### What is needed:
Produce an exact copy of the data below.
--- Data ---
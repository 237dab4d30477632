//! 主布局渲染

use ratatui::{
    layout::{Constraint, Direction, Layout, Rect},
    widgets::{Block, Borders},
    Frame,
};

use crate::model::{App, Page};

use super::components;
use super::pages;
use super::theme::Styles;

/// 侧边导航宽度
const SIDEBAR_WIDTH: u16 = 26;

/// 渲染主布局
pub fn render(app: &App, frame: &mut Frame) {
    let main_layout = Layout::default()
        .direction(Direction::Vertical)
        .constraints([
            Constraint::Length(1), // 顶栏
            Constraint::Min(1),    // 主内容区
            Constraint::Length(1), // 状态栏
        ])
        .split(frame.area());

    components::topbar::render(app, frame, main_layout[0]);

    let columns = Layout::default()
        .direction(Direction::Horizontal)
        .constraints([Constraint::Length(SIDEBAR_WIDTH), Constraint::Min(1)])
        .split(main_layout[1]);

    components::navigation::render(app, frame, columns[0]);
    render_page_content(app, frame, columns[1]);

    components::statusbar::render(app, frame, main_layout[2]);

    // 弹窗在最上层
    components::modal::render(app, frame);
}

/// 根据当前页面渲染内容
fn render_page_content(app: &App, frame: &mut Frame, area: Rect) {
    let block = Block::default()
        .title(format!(" {} ", app.current_page.title()))
        .title_style(Styles::title())
        .borders(Borders::ALL)
        .border_style(Styles::border(app.focus.is_content()));

    let inner = block.inner(area);
    frame.render_widget(block, area);

    match app.current_page {
        Page::Dashboard(_) => pages::resource_table::render(app, frame, inner),
        Page::Validator => pages::validator::render(app, frame, inner),
        Page::Login => pages::login::render(app, frame, inner),
    }
}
---
### Solution to this exercise:
repository 237dab4d30477632
//! 主布局渲染

use ratatui::{
    layout::{Constraint, Direction, Layout, Rect},
    widgets::{Block, Borders},
    Frame,
};

use crate::model::{App, Page};

use super::components;
use super::pages;
use super::theme::Styles;

/// 侧边导航宽度
const SIDEBAR_WIDTH: u16 = 26;

/// 渲染主布局
pub fn render(app: &App, frame: &mut Frame) {
    let main_layout = Layout::default()
        .direction(Direction::Vertical)
        .constraints([
            Constraint::Length(1), // 顶栏
            Constraint::Min(1),    // 主内容区
            Constraint::Length(1), // 状态栏
        ])
        .split(frame.area());

    components::topbar::render(app, frame, main_layout[0]);

    let columns = Layout::default()
        .direction(Direction::Horizontal)
        .constraints([Constraint::Length(SIDEBAR_WIDTH), Constraint::Min(1)])
        .split(main_layout[1]);

    components::navigation::render(app, frame, columns[0]);
    render_page_content(app, frame, columns[1]);

    components::statusbar::render(app, frame, main_layout[2]);

    // 弹窗在最上层
    components::modal::render(app, frame);
}

/// 根据当前页面渲染内容
fn render_page_content(app: &App, frame: &mut Frame, area: Rect) {
    let block = Block::default()
        .title(format!(" {} ", app.current_page.title()))
        .title_style(Styles::title())
        .borders(Borders::ALL)
        .border_style(Styles::border(app.focus.is_content()));

    let inner = block.inner(area);
    frame.render_widget(block, area);

    match app.current_page {
        Page::Dashboard(_) => pages::resource_table::render(app, frame, inner),
        Page::Validator => pages::validator::render(app, frame, inner),
        Page::Login => pages::login::render(app, frame, inner),
    }
}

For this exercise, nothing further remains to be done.